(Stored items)
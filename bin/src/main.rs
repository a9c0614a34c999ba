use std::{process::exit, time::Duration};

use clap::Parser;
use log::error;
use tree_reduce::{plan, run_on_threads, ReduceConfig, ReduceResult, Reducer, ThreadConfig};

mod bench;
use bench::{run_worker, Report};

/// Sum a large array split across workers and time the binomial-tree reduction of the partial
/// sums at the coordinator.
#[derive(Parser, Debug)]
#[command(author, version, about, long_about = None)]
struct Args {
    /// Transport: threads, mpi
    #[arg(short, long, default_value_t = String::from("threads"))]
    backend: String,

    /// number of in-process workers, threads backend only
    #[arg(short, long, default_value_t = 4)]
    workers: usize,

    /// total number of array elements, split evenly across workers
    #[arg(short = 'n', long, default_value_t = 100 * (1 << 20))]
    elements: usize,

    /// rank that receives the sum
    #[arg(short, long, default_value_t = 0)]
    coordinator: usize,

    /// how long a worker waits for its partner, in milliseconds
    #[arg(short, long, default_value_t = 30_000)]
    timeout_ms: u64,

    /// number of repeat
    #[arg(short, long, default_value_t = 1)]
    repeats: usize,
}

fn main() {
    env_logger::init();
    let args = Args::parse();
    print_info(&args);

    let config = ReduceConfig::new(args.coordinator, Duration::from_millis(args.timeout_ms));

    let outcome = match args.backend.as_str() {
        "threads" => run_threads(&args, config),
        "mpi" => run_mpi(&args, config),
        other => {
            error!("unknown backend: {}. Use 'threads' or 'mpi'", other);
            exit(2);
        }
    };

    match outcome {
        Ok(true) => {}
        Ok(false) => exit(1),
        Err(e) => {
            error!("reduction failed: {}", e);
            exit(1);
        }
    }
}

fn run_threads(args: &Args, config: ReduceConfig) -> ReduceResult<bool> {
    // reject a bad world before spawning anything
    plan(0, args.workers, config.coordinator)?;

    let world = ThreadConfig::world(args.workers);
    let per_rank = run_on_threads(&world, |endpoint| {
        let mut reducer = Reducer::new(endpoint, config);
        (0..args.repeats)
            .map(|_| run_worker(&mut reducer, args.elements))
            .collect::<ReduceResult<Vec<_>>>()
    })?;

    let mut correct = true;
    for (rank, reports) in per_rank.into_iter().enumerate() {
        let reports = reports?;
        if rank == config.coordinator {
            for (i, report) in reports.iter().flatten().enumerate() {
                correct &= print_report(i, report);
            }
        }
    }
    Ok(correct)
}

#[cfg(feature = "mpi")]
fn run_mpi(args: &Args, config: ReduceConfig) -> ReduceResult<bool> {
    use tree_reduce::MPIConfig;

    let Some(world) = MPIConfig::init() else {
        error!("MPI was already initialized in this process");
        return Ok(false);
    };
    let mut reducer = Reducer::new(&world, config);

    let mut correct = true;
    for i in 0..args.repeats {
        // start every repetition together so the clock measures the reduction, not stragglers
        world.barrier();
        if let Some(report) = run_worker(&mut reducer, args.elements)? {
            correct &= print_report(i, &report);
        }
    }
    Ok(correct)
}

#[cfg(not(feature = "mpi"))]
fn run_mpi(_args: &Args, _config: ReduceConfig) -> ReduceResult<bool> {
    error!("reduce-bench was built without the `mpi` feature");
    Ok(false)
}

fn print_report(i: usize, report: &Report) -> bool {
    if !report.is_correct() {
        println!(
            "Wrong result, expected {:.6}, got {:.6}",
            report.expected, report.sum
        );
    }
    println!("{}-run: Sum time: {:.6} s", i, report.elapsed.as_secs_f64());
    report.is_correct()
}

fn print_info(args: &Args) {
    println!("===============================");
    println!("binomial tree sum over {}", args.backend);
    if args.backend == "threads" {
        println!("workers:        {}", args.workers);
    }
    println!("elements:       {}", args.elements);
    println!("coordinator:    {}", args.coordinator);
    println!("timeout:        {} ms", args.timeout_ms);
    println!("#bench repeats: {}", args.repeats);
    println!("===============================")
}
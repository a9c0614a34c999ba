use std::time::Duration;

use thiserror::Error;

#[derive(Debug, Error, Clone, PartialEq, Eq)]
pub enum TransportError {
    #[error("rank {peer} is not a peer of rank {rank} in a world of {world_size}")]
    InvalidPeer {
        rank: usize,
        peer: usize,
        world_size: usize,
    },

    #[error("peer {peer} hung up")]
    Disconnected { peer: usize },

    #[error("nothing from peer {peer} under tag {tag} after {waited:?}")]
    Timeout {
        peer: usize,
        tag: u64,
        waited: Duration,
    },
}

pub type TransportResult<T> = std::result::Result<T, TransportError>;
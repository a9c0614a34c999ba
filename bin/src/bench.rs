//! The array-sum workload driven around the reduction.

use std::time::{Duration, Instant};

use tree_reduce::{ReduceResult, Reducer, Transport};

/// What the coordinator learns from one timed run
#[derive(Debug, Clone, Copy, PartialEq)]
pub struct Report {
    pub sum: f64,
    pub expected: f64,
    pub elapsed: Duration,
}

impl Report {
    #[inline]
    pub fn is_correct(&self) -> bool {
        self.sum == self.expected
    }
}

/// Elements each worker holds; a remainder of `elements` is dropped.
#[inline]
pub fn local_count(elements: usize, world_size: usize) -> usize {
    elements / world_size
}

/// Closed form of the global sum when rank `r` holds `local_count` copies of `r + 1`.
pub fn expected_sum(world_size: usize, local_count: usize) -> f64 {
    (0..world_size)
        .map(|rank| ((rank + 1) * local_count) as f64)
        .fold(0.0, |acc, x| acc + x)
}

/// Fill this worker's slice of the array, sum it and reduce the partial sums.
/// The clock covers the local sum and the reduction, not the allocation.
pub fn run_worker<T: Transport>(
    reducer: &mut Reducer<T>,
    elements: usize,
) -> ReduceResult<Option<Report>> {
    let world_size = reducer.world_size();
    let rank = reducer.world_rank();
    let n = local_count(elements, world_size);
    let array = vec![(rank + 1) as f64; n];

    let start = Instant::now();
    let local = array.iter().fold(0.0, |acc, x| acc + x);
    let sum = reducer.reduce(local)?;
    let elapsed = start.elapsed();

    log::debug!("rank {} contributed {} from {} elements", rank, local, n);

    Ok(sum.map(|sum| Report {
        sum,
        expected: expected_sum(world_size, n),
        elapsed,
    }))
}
--
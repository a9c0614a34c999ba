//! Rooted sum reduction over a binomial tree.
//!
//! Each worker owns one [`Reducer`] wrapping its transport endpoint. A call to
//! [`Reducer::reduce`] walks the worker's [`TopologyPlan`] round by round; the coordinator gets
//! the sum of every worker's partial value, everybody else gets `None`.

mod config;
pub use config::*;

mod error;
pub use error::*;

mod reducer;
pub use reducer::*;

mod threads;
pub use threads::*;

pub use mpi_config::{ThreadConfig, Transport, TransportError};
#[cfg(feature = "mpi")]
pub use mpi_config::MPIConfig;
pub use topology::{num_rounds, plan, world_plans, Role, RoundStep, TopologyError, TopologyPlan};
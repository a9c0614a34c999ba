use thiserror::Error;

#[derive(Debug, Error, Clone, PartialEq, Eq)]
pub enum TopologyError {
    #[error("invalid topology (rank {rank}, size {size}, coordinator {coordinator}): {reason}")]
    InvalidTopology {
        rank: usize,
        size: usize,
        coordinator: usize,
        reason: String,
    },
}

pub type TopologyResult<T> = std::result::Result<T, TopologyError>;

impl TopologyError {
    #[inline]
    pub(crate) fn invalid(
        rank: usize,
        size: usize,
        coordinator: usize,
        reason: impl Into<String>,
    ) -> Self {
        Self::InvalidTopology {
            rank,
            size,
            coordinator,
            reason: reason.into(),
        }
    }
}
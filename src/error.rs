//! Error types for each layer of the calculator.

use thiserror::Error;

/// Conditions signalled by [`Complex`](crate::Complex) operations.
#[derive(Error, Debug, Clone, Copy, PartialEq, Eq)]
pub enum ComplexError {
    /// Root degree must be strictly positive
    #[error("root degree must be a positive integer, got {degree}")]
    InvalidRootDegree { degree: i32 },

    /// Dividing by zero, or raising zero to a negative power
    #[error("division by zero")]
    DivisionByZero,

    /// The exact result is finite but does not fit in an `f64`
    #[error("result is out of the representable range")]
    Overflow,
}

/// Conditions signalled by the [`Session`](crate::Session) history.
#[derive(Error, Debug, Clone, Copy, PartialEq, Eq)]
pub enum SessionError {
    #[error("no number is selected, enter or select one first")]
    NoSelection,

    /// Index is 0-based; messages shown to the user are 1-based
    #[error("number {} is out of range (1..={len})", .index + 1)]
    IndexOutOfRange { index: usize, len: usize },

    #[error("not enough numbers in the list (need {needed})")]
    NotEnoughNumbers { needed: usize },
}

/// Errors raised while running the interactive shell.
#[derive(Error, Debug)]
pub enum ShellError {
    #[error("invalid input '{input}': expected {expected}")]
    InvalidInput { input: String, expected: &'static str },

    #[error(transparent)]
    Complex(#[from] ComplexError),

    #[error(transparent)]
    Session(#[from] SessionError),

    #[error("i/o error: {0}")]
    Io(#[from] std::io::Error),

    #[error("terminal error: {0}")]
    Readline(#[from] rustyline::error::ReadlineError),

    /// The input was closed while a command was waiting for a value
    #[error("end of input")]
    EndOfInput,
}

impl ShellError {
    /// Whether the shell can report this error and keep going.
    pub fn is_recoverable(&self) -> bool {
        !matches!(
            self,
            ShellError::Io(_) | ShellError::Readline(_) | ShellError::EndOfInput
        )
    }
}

● Problem to solve
Filtering the entries above by the word "degree", copy each line that matches.

● Solved exercise
    /// Root degree must be strictly positive
    #[error("root degree must be a positive integer, got {degree}")]
    InvalidRootDegree { degree: i32 },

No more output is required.